▶ _Problem to solve_
Within these entries, which lines include the string "planets"? Copy each one.

▶ _Supplied material_
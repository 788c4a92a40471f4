//! Portfolio starmap: planets are content sections, flown to by ship.
//!
//! Two rooms of planets. Landing on one opens its content panel (rendered by
//! the page) or moves to the other room.

use orbit_engine::*;
use serde::Deserialize;

use crate::names::{make_planet_name, NAMES};

// ── Content panels opened on the page ───────────────────────────────

pub const PANEL_ABOUT: u32 = 1;
pub const PANEL_PROJECTS: u32 = 2;
pub const PANEL_SKILLS: u32 = 3;
pub const PANEL_CONTACT: u32 = 4;
pub const PANEL_CASE_A: u32 = 5;
pub const PANEL_CASE_B: u32 = 6;

// ── Skills planet ────────────────────────────────────────────────────

const SKILLS_LABEL: &str = "My Skills";
const SKILLS_SIZE_DEFAULT: f32 = 54.0;
const SKILLS_SIZE_MIN: f32 = 36.0;
const SKILLS_SIZE_MAX: f32 = 80.0;
const SKILLS_BELT: BeltSpec = BeltSpec { count: 130, inner: 1.6, outer: 2.15, tilt: -0.28 };

/// Planet image files whose names differ from their texture key.
const FILE_OVERRIDES: [(&str, &str); 12] = [
    ("abysium", "Abyssium"),
    ("abyssium", "Abyssium"),
    ("cindrix", "Cindrix"),
    ("thal3", "Thal3"),
    ("orionisix", "Orionis-IX"),
    ("volara", "Volara"),
    ("nyxus", "Nyxus"),
    ("aurelia", "Aurelia"),
    ("kairon", "Kairon"),
    ("xerith", "Xerith"),
    ("vespera", "Vespera"),
    ("solyn", "Solyn"),
];

#[derive(Debug, Clone, Copy, PartialEq, Eq)]
pub enum PaletteKind {
    Amber,
    Aqua,
    Coral,
    Mint,
    Violet,
}

impl PaletteKind {
    pub fn from_name(name: &str) -> Option<Self> {
        match name.trim().to_ascii_lowercase().as_str() {
            "amber" => Some(PaletteKind::Amber),
            "aqua" => Some(PaletteKind::Aqua),
            "coral" => Some(PaletteKind::Coral),
            "mint" => Some(PaletteKind::Mint),
            "violet" => Some(PaletteKind::Violet),
            _ => None,
        }
    }

    pub fn palette(self) -> Palette {
        let (id, base, shade, highlight, glow, ring) = match self {
            PaletteKind::Amber => (0, 0xffd84a, 0xf4b800, 0xfff8c9, 0xffe05e, None),
            PaletteKind::Aqua => (1, 0x78d7ff, 0x3682ff, 0xeaffff, 0x9edbff, Some((160, 210, 255, 0.6))),
            PaletteKind::Coral => (2, 0xff9aa2, 0xff4f6d, 0xffe9ec, 0xffc3ca, None),
            PaletteKind::Mint => (3, 0x9df6c7, 0x2ce6a1, 0xeafff6, 0xaefbd7, None),
            PaletteKind::Violet => (4, 0xb99cff, 0x6e52ff, 0xefeaff, 0xc9b3ff, Some((185, 156, 255, 0.55))),
        };
        Palette {
            id,
            base: hex(base),
            shade: hex(shade),
            highlight: hex(highlight),
            glow: hex(glow),
            ring: ring.map(|(r, g, b, a)| Color::rgb8(r, g, b).with_alpha(a)),
        }
    }

    /// Warp tint for flights to planets of this palette.
    pub fn warp(self) -> WarpTheme {
        match self {
            PaletteKind::Amber | PaletteKind::Coral => WarpTheme::Magma,
            PaletteKind::Aqua => WarpTheme::Cyan,
            PaletteKind::Mint => WarpTheme::Emerald,
            PaletteKind::Violet => WarpTheme::Violet,
        }
    }
}

fn hex(rgb: u32) -> Color {
    Color::rgb8((rgb >> 16) as u8, (rgb >> 8) as u8, rgb as u8)
}

// ── Page-supplied site data ──────────────────────────────────────────

#[derive(Debug, Clone, Default, Deserialize)]
#[serde(default, rename_all = "camelCase")]
pub struct SkillsPlanetData {
    pub name: Option<String>,
    pub label: Option<String>,
    pub size: Option<f32>,
    pub palette: Option<String>,
}

#[derive(Debug, Clone, Default, Deserialize)]
#[serde(default, rename_all = "camelCase")]
pub struct SiteData {
    pub skills_planet: SkillsPlanetData,
    pub auto_start_intro_ms: Option<f64>,
    /// Seed for generated planet names.
    pub seed: Option<u64>,
}

pub struct Portfolio {
    site: SiteData,
    rng: Rng,
}

impl Portfolio {
    pub fn new() -> Self {
        Self {
            site: SiteData::default(),
            rng: Rng::new(SceneConfig::default().seed),
        }
    }

    fn planet(name: &str, x: f32, y: f32, radius: f32, kind: PaletteKind, label: &str) -> Target {
        Target::new(name, Percent::new(x, y), radius, kind.palette())
            .with_label(label)
            .with_warp(kind.warp())
    }

    fn skills_planet(&mut self) -> Target {
        let cfg = &self.site.skills_planet;
        let kind = cfg
            .palette
            .as_deref()
            .and_then(PaletteKind::from_name)
            .unwrap_or(PaletteKind::Violet);
        let radius = cfg
            .size
            .unwrap_or(SKILLS_SIZE_DEFAULT)
            .clamp(SKILLS_SIZE_MIN, SKILLS_SIZE_MAX);
        let label = cfg.label.clone().unwrap_or_else(|| SKILLS_LABEL.to_string());
        let name = match cfg.name.clone() {
            Some(name) => name,
            None => make_planet_name(&mut self.rng),
        };

        Self::planet(&name, 75.0, 68.0, radius, kind, &label)
            .with_belt(SKILLS_BELT)
            .with_action(|ctx| ctx.open_panel(PANEL_SKILLS))
    }
}

impl Default for Portfolio {
    fn default() -> Self {
        Self::new()
    }
}

impl Setup for Portfolio {
    fn config(&self) -> SceneConfig {
        let mut config = SceneConfig::default();
        config.intro.auto_start_ms = self.site.auto_start_intro_ms;
        config
    }

    fn load(&mut self, site_json: &str) -> Result<(), serde_json::Error> {
        self.site = serde_json::from_str(site_json)?;
        if let Some(seed) = self.site.seed {
            self.rng = Rng::new(seed);
        }
        log::info!("portfolio: site data loaded");
        Ok(())
    }

    fn rooms(&mut self) -> Vec<Room> {
        use PaletteKind::*;

        let hub = Room::new(vec![
            Self::planet(NAMES[0], 18.0, 26.0, 46.0, Amber, "About Me")
                .with_action(|ctx| ctx.open_panel(PANEL_ABOUT)),
            Self::planet(NAMES[7], 47.0, 42.0, 36.0, Aqua, "Projects")
                .with_action(|ctx| ctx.open_panel(PANEL_PROJECTS)),
            self.skills_planet(),
            Self::planet(NAMES[6], 78.0, 22.0, 40.0, Coral, "Contact")
                .with_action(|ctx| ctx.open_panel(PANEL_CONTACT)),
            Self::planet(NAMES[3], 42.0, 74.0, 40.0, Mint, "Next Room →")
                .with_action(|ctx| ctx.switch_room(1)),
        ]);

        let cases = Room::new(vec![
            Self::planet(NAMES[1], 30.0, 30.0, 42.0, Aqua, "Case Study A")
                .with_action(|ctx| ctx.open_panel(PANEL_CASE_A)),
            Self::planet(NAMES[4], 70.0, 30.0, 48.0, Coral, "Case Study B")
                .with_action(|ctx| ctx.open_panel(PANEL_CASE_B)),
            Self::planet(NAMES[2], 50.0, 80.0, 40.0, Amber, "← Back")
                .with_action(|ctx| ctx.switch_room(0)),
        ]);

        vec![hub, cases]
    }

    fn manifest(&self) -> PlanetManifest {
        FILE_OVERRIDES
            .iter()
            .fold(PlanetManifest::default(), |m, (key, file)| m.with_override(*key, *file))
    }
}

▶ _Task output_
//! Portfolio starmap: planets are content sections, flown to by ship.
//! Two rooms of planets. Landing on one opens its content panel (rendered by
    /// Warp tint for flights to planets of this palette.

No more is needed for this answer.